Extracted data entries
=== Begin Enclosure ===

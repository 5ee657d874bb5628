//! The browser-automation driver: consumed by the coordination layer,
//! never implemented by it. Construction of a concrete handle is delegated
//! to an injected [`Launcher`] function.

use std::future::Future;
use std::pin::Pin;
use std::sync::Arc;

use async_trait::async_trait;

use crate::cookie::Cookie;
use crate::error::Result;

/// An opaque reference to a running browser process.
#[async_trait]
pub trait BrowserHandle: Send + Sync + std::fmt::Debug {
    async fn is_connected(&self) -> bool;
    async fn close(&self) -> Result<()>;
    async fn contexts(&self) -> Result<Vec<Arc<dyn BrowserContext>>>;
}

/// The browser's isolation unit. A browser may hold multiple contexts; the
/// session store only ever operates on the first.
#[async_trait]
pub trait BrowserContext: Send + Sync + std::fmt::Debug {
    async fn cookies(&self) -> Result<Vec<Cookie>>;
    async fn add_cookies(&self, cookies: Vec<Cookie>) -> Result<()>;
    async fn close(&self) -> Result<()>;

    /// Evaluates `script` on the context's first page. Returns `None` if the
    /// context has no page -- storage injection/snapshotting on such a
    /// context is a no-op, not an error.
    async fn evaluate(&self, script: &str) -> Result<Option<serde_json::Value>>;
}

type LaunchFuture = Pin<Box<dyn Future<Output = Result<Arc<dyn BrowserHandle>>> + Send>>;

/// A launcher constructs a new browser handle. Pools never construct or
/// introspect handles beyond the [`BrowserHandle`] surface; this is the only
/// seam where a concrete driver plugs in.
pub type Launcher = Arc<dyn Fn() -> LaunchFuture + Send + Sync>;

=== End Enclosure ===
=== Begin Enclosure ===

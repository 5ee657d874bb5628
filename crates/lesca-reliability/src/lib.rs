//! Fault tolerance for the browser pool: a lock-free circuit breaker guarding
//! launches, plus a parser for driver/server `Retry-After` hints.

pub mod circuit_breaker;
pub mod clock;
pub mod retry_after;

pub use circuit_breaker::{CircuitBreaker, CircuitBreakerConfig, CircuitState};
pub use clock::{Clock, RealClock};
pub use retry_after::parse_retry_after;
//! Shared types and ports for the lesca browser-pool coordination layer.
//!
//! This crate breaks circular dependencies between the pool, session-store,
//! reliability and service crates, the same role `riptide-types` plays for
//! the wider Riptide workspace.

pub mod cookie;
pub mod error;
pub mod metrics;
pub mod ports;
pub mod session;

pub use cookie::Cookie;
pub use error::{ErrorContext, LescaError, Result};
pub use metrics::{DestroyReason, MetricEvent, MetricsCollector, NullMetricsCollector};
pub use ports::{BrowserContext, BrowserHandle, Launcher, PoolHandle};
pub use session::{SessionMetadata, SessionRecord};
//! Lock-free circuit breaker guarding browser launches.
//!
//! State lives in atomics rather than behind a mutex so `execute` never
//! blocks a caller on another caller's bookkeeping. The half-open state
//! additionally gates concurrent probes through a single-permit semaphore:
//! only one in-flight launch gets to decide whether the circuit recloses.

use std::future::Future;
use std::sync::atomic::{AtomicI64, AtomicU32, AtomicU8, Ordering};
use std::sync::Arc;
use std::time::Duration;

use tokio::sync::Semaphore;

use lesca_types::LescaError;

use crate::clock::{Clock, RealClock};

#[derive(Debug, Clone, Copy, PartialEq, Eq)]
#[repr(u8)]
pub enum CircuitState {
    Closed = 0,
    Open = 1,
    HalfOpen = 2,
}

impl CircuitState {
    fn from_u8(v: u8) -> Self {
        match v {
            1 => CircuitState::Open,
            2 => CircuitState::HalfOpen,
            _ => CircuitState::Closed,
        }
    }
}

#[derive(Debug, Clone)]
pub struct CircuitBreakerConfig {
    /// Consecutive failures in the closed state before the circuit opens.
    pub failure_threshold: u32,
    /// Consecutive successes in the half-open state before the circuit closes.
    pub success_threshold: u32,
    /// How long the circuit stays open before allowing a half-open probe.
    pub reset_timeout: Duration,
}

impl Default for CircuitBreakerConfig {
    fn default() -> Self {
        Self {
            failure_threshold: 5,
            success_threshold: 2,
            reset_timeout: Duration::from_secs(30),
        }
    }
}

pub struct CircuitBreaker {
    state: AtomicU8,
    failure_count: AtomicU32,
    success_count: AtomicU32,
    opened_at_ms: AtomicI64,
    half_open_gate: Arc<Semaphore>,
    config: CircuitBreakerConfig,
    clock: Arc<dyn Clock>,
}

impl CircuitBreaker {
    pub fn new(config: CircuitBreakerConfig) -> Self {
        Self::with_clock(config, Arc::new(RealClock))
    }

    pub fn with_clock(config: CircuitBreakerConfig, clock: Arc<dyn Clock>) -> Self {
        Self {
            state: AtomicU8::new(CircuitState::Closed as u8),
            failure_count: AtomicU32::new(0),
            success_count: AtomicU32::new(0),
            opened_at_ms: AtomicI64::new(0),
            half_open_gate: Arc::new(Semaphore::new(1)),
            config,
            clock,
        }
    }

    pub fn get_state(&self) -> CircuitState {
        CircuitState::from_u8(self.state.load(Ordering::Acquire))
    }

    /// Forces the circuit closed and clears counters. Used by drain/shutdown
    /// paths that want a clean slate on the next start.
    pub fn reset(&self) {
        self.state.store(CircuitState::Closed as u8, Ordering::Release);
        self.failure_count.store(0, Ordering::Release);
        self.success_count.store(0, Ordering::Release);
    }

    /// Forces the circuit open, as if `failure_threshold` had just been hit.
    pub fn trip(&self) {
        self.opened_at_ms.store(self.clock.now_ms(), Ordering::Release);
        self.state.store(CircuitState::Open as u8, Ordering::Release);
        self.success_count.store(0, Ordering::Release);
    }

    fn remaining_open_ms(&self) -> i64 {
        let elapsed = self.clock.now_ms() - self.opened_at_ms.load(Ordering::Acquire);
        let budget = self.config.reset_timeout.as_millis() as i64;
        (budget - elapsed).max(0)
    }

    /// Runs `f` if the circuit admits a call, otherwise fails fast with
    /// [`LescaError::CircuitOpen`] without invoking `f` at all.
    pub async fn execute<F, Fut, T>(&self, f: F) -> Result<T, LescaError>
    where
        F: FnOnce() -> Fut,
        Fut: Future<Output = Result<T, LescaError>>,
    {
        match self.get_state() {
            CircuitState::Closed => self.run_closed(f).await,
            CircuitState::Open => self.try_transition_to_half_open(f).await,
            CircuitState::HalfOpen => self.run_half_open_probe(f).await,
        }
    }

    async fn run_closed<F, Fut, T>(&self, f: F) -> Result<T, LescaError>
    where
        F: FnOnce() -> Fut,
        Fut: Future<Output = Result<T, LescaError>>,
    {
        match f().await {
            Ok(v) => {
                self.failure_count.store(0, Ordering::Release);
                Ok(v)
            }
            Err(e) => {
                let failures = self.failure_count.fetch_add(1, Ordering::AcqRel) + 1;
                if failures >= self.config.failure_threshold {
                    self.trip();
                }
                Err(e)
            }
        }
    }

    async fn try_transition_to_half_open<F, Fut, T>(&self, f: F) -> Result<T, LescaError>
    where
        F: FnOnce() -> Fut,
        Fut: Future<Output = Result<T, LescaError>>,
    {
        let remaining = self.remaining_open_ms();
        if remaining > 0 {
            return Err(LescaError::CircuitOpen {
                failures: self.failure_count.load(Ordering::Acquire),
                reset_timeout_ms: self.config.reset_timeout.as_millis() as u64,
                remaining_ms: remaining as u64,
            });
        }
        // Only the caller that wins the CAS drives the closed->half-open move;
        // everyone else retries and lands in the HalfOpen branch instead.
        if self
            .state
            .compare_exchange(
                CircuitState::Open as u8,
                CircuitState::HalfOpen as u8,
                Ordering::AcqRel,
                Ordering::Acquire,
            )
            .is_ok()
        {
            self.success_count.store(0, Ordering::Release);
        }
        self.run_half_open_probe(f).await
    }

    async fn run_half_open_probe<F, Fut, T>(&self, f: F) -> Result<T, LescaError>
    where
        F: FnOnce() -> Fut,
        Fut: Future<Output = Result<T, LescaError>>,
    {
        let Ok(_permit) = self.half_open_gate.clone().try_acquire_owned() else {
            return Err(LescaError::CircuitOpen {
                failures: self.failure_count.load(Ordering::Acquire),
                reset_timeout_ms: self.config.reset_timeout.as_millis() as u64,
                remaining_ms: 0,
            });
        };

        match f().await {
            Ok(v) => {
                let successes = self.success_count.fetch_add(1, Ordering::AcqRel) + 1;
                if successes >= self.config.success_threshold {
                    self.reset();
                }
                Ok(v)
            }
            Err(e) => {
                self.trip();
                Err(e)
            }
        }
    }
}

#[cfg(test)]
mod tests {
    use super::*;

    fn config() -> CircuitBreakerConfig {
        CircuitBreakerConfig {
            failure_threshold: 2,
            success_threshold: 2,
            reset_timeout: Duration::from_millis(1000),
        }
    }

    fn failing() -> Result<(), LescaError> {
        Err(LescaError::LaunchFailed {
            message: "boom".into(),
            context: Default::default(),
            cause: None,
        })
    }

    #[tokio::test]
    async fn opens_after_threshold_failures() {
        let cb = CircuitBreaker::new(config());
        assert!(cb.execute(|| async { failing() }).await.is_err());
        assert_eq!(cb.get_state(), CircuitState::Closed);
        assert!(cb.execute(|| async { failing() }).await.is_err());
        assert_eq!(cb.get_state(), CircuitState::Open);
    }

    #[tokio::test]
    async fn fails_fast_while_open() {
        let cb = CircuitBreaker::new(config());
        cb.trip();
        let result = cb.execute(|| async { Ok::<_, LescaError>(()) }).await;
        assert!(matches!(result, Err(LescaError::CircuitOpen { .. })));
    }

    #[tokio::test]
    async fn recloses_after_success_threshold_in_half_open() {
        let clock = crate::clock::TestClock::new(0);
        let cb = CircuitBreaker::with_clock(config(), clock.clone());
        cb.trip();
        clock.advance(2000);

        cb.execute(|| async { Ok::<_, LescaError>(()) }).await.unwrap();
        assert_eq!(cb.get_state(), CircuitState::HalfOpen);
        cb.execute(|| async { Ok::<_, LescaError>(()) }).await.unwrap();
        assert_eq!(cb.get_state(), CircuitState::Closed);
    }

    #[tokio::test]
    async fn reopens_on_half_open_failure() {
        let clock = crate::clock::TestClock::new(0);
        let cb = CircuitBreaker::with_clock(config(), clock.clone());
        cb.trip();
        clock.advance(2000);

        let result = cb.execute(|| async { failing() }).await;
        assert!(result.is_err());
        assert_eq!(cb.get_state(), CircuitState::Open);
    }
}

=== End Enclosure ===

### PROMPT
Go over the data and return every line that includes the word "metrics".

### EXPECTED ANSWER
pub mod metrics;
pub use metrics::{DestroyReason, MetricEvent, MetricsCollector, NullMetricsCollector};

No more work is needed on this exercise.